Volvió a reírse, al tiempo que señalaba con su mano putrefacta al viajero. La carcajada resonó en todas partes, llego hasta la aldea y aterrorizó a los campesinos, haciéndoles imaginar el peor de los destinos para viajero. Poco a poco se fue ahogando, convirtiéndose en el aullido mortal que el viajero oyó la primera noche en aquel maldito valle. El fuego empezó a arder con mayor virulencia alrededor del viajero y descubrió que no emanaba calor de él, si no el frio que había empezado a sentir en el bosque, un frio que quemaba. Aquel era el calor de los infiernos. La Sombra se abalanzó sobre él, chillando aún. Pero el Viajero estaba en guardia y cuando ya parecía que moriría allí aquella noche, alzo la espada y ensarto con ella a la bestia, por el lugar donde un ser humano habría tenido el corazón.

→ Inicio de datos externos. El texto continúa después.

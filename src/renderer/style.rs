// renderer/style.rs
use std::cmp::Ordering;

use crate::renderer::pass::RenderPass;

/// An ordered list of passes drawn for every operation using the style.
#[derive(Clone, Default)]
pub struct RenderStyle {
    name: String,
    passes: Vec<RenderPass>,
}

impl RenderStyle {
    pub fn new(name: &str) -> Self {
        Self {
            name: name.to_owned(),
            passes: Vec::new(),
        }
    }

    pub fn name(&self) -> &str {
        &self.name
    }

    /// Appends a pass.  Passes in a named group are only drawn by stages
    /// rendering that group.
    pub fn create_pass(&mut self, group: &str) -> &mut RenderPass {
        self.passes.push(RenderPass::new(group));
        let index = self.passes.len() - 1;
        &mut self.passes[index]
    }

    pub fn destroy_passes(&mut self) {
        self.passes.clear();
    }

    pub fn passes(&self) -> &[RenderPass] {
        &self.passes
    }

    pub fn pass(&self, index: usize) -> Option<&RenderPass> {
        self.passes.get(index)
    }

    pub fn pass_mut(&mut self, index: usize) -> Option<&mut RenderPass> {
        self.passes.get_mut(index)
    }

    pub fn pass_count(&self) -> usize {
        self.passes.len()
    }

    /// Passes in `group`, in order.  The empty string is the default group.
    pub fn passes_in_group<'a>(&'a self, group: &'a str) -> impl Iterator<Item = &'a RenderPass> {
        self.passes.iter().filter(move |pass| pass.group() == group)
    }

    pub fn is_blending(&self) -> bool {
        self.passes.iter().any(RenderPass::is_blending)
    }

    /// Draw order between styles: blending styles go after opaque ones and
    /// are otherwise unordered.
    pub fn draw_order(&self, other: &RenderStyle) -> Ordering {
        self.is_blending().cmp(&other.is_blending())
    }
}

#[cfg(test)]
mod tests {
    use super::*;
    use wgpu::BlendFactor;

    fn blended() -> RenderStyle {
        let mut style = RenderStyle::new("glass");
        style.create_pass("");
        style
            .create_pass("")
            .set_blend_factors(BlendFactor::SrcAlpha, BlendFactor::OneMinusSrcAlpha);
        style
    }

    #[test]
    fn any_blending_pass_makes_the_style_blending() {
        assert!(blended().is_blending());
        assert!(!RenderStyle::new("empty").is_blending());
    }

    #[test]
    fn opaque_styles_sort_first() {
        let opaque = RenderStyle::new("opaque");
        assert_eq!(opaque.draw_order(&blended()), Ordering::Less);
        assert_eq!(blended().draw_order(&opaque), Ordering::Greater);
        assert_eq!(opaque.draw_order(&opaque), Ordering::Equal);
    }

    #[test]
    fn group_filter_keeps_order() {
        let mut style = RenderStyle::new("multi");
        style.create_pass("shadow").set_line_width(1.0);
        style.create_pass("").set_line_width(2.0);
        style.create_pass("shadow").set_line_width(3.0);

        let widths: Vec<f32> = style
            .passes_in_group("shadow")
            .map(RenderPass::line_width)
            .collect();
        assert_eq!(widths, vec![1.0, 3.0]);
        assert_eq!(style.passes_in_group("").count(), 1);
    }
}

El chillido cambio en eso momento su tono. Un timbre de angustia barrió todo lo sepulcral y maldito que contenía antes. Una sangre negra manaba a grandes corros, y un pitido asalto la mente del viajero, cegándole y nublándole todos los sentidos. Cayó bajo el peso de la Sombra, que parecía infinito. Y su espada, aun clavada en el cuerpo de la Sombra, centelló y sufrió un terrible cambio. La hoja se volvió negra, y las águilas de la empuñadura se tornaron en cuervos de picos abiertos y ojos sanguinolentos. El mal que había asesinado la había corrompido.
Themagikjoker18 de julio de 2012

3 Comentarios

  • Kafkizoid1

    vaya que viaje, me gustó eso de las lagrimas de sangre que emanan de las calaveras y dan vida a las rosas. Tambien la espada transformándose, corrompiéndose. Me gustó.

    Errores en palabras. Existe diferencia entre las palabras levanto y levantó, barrio y barrió, desenvaino y desenvainó, dejo y dejó. Corrige con mas atención y cariño tu texto, no vayas a la rápida solo con un editor de textos.

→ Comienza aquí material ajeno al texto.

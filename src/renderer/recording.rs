// renderer/recording.rs
//! A [`Device`] that records every call instead of driving hardware.
//!
//! Used by the tests to assert on exact state traffic, and handy for
//! inspecting what a frame actually sends to the driver.

use std::collections::VecDeque;

use glam::{Mat4, Vec4};
use wgpu::{
    BlendFactor, CompareFunction, PolygonMode, PrimitiveTopology, StencilOperation,
    TextureDimension,
};

use crate::renderer::buffer::{IndexRange, IndexType, VertexRange};
use crate::renderer::device::{
    BufferId, Capability, Device, DeviceError, MaterialColor, ProgramId, Rect, TextureDescriptor,
    TextureId, TextureParameter,
};
use crate::renderer::layer::CombineMode;
use crate::renderer::lights::Light;
use crate::renderer::pass::CullMode;
use crate::renderer::vertex::VertexFormat;

#[derive(Debug, Clone, PartialEq)]
pub enum DeviceCall {
    SetCapability(Capability, bool),
    CullFace(CullMode),
    BlendFunc(BlendFactor, BlendFactor),
    PolygonMode(PolygonMode),
    LineWidth(f32),
    DepthMask(bool),
    DepthFunc(CompareFunction),
    StencilFunc(CompareFunction, u32, u32),
    StencilOp(StencilOperation, StencilOperation, StencilOperation),
    ColorMask(bool),
    MaterialColor(MaterialColor, Vec4),
    Shininess(f32),
    FlatColor(Vec4),
    UseProgram(Option<ProgramId>),
    SetSampler {
        program: ProgramId,
        location: u32,
        unit: u32,
    },
    ActiveTextureUnit(u32),
    BindTexture(TextureDimension, TextureId),
    CombineMode(CombineMode),
    CombineColor(Vec4),
    TextureParameter(TextureDimension, TextureParameter),
    CreateTexture {
        id: TextureId,
        dimension: TextureDimension,
        mip_level_count: u32,
    },
    CreateVertexBuffer {
        id: BufferId,
        count: u32,
    },
    CreateIndexBuffer {
        id: BufferId,
        count: u32,
        index_type: IndexType,
    },
    WriteBuffer {
        buffer: BufferId,
        byte_offset: u64,
        len: usize,
    },
    ClearColor(Vec4),
    ClearDepth(f32),
    ClearStencil(u32),
    Viewport(Rect),
    Scissor(Rect),
    SetProjection(Mat4),
    PushTransform(Mat4),
    PopTransform,
    SetLight(u32, bool),
    Draw(PrimitiveTopology, VertexRange),
    DrawIndexed(PrimitiveTopology, VertexRange, IndexRange),
}

impl DeviceCall {
    /// Whether this call changes render state, as opposed to creating
    /// resources, uploading data, clearing buffers, or drawing.
    pub fn is_state_change(&self) -> bool {
        !matches!(
            self,
            DeviceCall::CreateTexture { .. }
                | DeviceCall::CreateVertexBuffer { .. }
                | DeviceCall::CreateIndexBuffer { .. }
                | DeviceCall::WriteBuffer { .. }
                | DeviceCall::ClearColor(_)
                | DeviceCall::ClearDepth(_)
                | DeviceCall::ClearStencil(_)
                | DeviceCall::Draw(..)
                | DeviceCall::DrawIndexed(..)
        )
    }
}

pub struct RecordingDevice {
    calls: Vec<DeviceCall>,
    unit_count: u32,
    canvas_size: (u32, u32),
    errors: VecDeque<DeviceError>,
    fail_buffer_creation: bool,
    next_id: u32,
}

impl RecordingDevice {
    pub fn new() -> Self {
        Self {
            calls: Vec::new(),
            unit_count: 4,
            canvas_size: (800, 600),
            errors: VecDeque::new(),
            fail_buffer_creation: false,
            next_id: 1,
        }
    }

    pub fn with_unit_count(mut self, unit_count: u32) -> Self {
        self.unit_count = unit_count;
        self
    }

    pub fn with_canvas_size(mut self, width: u32, height: u32) -> Self {
        self.canvas_size = (width, height);
        self
    }

    pub fn calls(&self) -> &[DeviceCall] {
        &self.calls
    }

    /// Returns the calls recorded so far and starts a fresh trace.
    pub fn take_calls(&mut self) -> Vec<DeviceCall> {
        std::mem::take(&mut self.calls)
    }

    pub fn clear(&mut self) {
        self.calls.clear();
    }

    /// Queues an error for the next [`Device::take_error`].
    pub fn push_error(&mut self, error: DeviceError) {
        self.errors.push_back(error);
    }

    /// Makes every following buffer creation fail with `OutOfMemory`.
    pub fn set_buffer_creation_failing(&mut self, failing: bool) {
        self.fail_buffer_creation = failing;
    }

    /// Simulates a recreated context with a different unit count.
    pub fn set_unit_count(&mut self, unit_count: u32) {
        self.unit_count = unit_count;
    }

    fn record(&mut self, call: DeviceCall) {
        log::trace!("device: {:?}", call);
        self.calls.push(call);
    }

    fn allocate_id(&mut self) -> u32 {
        let id = self.next_id;
        self.next_id += 1;
        id
    }
}

impl Default for RecordingDevice {
    fn default() -> Self {
        Self::new()
    }
}

impl Device for RecordingDevice {
    fn texture_unit_count(&self) -> u32 {
        self.unit_count
    }

    fn canvas_size(&self) -> (u32, u32) {
        self.canvas_size
    }

    fn take_error(&mut self) -> Option<DeviceError> {
        self.errors.pop_front()
    }

    fn set_capability(&mut self, capability: Capability, enabled: bool) {
        self.record(DeviceCall::SetCapability(capability, enabled));
    }

    fn cull_face(&mut self, mode: CullMode) {
        self.record(DeviceCall::CullFace(mode));
    }

    fn blend_func(&mut self, src: BlendFactor, dst: BlendFactor) {
        self.record(DeviceCall::BlendFunc(src, dst));
    }

    fn polygon_mode(&mut self, mode: PolygonMode) {
        self.record(DeviceCall::PolygonMode(mode));
    }

    fn line_width(&mut self, width: f32) {
        self.record(DeviceCall::LineWidth(width));
    }

    fn depth_mask(&mut self, enabled: bool) {
        self.record(DeviceCall::DepthMask(enabled));
    }

    fn depth_func(&mut self, function: CompareFunction) {
        self.record(DeviceCall::DepthFunc(function));
    }

    fn stencil_func(&mut self, function: CompareFunction, reference: u32, mask: u32) {
        self.record(DeviceCall::StencilFunc(function, reference, mask));
    }

    fn stencil_op(
        &mut self,
        stencil_failed: StencilOperation,
        depth_failed: StencilOperation,
        depth_passed: StencilOperation,
    ) {
        self.record(DeviceCall::StencilOp(
            stencil_failed,
            depth_failed,
            depth_passed,
        ));
    }

    fn color_mask(&mut self, enabled: bool) {
        self.record(DeviceCall::ColorMask(enabled));
    }

    fn material_color(&mut self, slot: MaterialColor, color: Vec4) {
        self.record(DeviceCall::MaterialColor(slot, color));
    }

    fn shininess(&mut self, value: f32) {
        self.record(DeviceCall::Shininess(value));
    }

    fn flat_color(&mut self, color: Vec4) {
        self.record(DeviceCall::FlatColor(color));
    }

    fn use_program(&mut self, program: Option<ProgramId>) {
        self.record(DeviceCall::UseProgram(program));
    }

    fn set_sampler(&mut self, program: ProgramId, location: u32, unit: u32) {
        self.record(DeviceCall::SetSampler {
            program,
            location,
            unit,
        });
    }

    fn active_texture_unit(&mut self, unit: u32) {
        self.record(DeviceCall::ActiveTextureUnit(unit));
    }

    fn bind_texture(&mut self, dimension: TextureDimension, texture: TextureId) {
        self.record(DeviceCall::BindTexture(dimension, texture));
    }

    fn combine_mode(&mut self, mode: CombineMode) {
        self.record(DeviceCall::CombineMode(mode));
    }

    fn combine_color(&mut self, color: Vec4) {
        self.record(DeviceCall::CombineColor(color));
    }

    fn texture_parameter(&mut self, dimension: TextureDimension, parameter: TextureParameter) {
        self.record(DeviceCall::TextureParameter(dimension, parameter));
    }

    fn create_texture(
        &mut self,
        descriptor: &TextureDescriptor<'_>,
    ) -> Result<TextureId, DeviceError> {
        let id = TextureId(self.allocate_id());
        self.record(DeviceCall::CreateTexture {
            id,
            dimension: descriptor.dimension,
            mip_level_count: descriptor.mip_level_count,
        });
        Ok(id)
    }

    fn create_vertex_buffer(
        &mut self,
        count: u32,
        _format: &VertexFormat,
    ) -> Result<BufferId, DeviceError> {
        if self.fail_buffer_creation {
            return Err(DeviceError::OutOfMemory);
        }
        let id = BufferId(self.allocate_id());
        self.record(DeviceCall::CreateVertexBuffer { id, count });
        Ok(id)
    }

    fn create_index_buffer(
        &mut self,
        count: u32,
        index_type: IndexType,
    ) -> Result<BufferId, DeviceError> {
        if self.fail_buffer_creation {
            return Err(DeviceError::OutOfMemory);
        }
        let id = BufferId(self.allocate_id());
        self.record(DeviceCall::CreateIndexBuffer {
            id,
            count,
            index_type,
        });
        Ok(id)
    }

    fn write_buffer(&mut self, buffer: BufferId, byte_offset: u64, data: &[u8]) {
        self.record(DeviceCall::WriteBuffer {
            buffer,
            byte_offset,
            len: data.len(),
        });
    }

    fn clear_color(&mut self, color: Vec4) {
        self.record(DeviceCall::ClearColor(color));
    }

    fn clear_depth(&mut self, depth: f32) {
        self.record(DeviceCall::ClearDepth(depth));
    }

    fn clear_stencil(&mut self, value: u32) {
        self.record(DeviceCall::ClearStencil(value));
    }

    fn viewport(&mut self, area: Rect) {
        self.record(DeviceCall::Viewport(area));
    }

    fn scissor(&mut self, area: Rect) {
        self.record(DeviceCall::Scissor(area));
    }

    fn set_projection(&mut self, matrix: Mat4) {
        self.record(DeviceCall::SetProjection(matrix));
    }

    fn push_transform(&mut self, matrix: Mat4) {
        self.record(DeviceCall::PushTransform(matrix));
    }

    fn pop_transform(&mut self) {
        self.record(DeviceCall::PopTransform);
    }

    fn set_light(&mut self, slot: u32, light: Option<&Light>) {
        self.record(DeviceCall::SetLight(slot, light.is_some()));
    }

    fn draw(&mut self, mode: PrimitiveTopology, vertices: &VertexRange) {
        self.record(DeviceCall::Draw(mode, *vertices));
    }

    fn draw_indexed(
        &mut self,
        mode: PrimitiveTopology,
        vertices: &VertexRange,
        indices: &IndexRange,
    ) {
        self.record(DeviceCall::DrawIndexed(mode, *vertices, *indices));
    }
}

    y eso de que la sombra "No hacía nada" me desconcertó bastante. Como escritor debieras asegurarte de atrapar al lector. Permanecer quieto, gélido como estatua, quizás observando o acechando con una intención no es lo mismo que "no hacer nada". fíjate un poco en eso.

    Otra cosa que me fije, cuando dices durante la inspección durante la mañana. una pequeña redundancia.

    Por lo demás me entretuviste bastante.

    Un saludo y pásate a comentar sin miedo por los canales de nuestros compatriotas, que harto apoyo necesitan, sabes que algunos se desmotivan por los 0 comentarios.

    18/07/12 08:07

  • Nemo

    Que bien themagikjoker!!... La historia y las escenas muy bien plasmadas. Me has puesto en medio de la acción.
    Atiende lo que comenta nuestro compañero Kaf... enriquecerá aún más tu historia. Espero lo que sigue...
    Saludos muchos!

    19/07/12 06:07

  • Themagikjoker

    Muchas gracias a los dos! Me alegró que so gustara, y gracias por las críticas constructivas, Kaf, gracias a ellas crecen los relatos!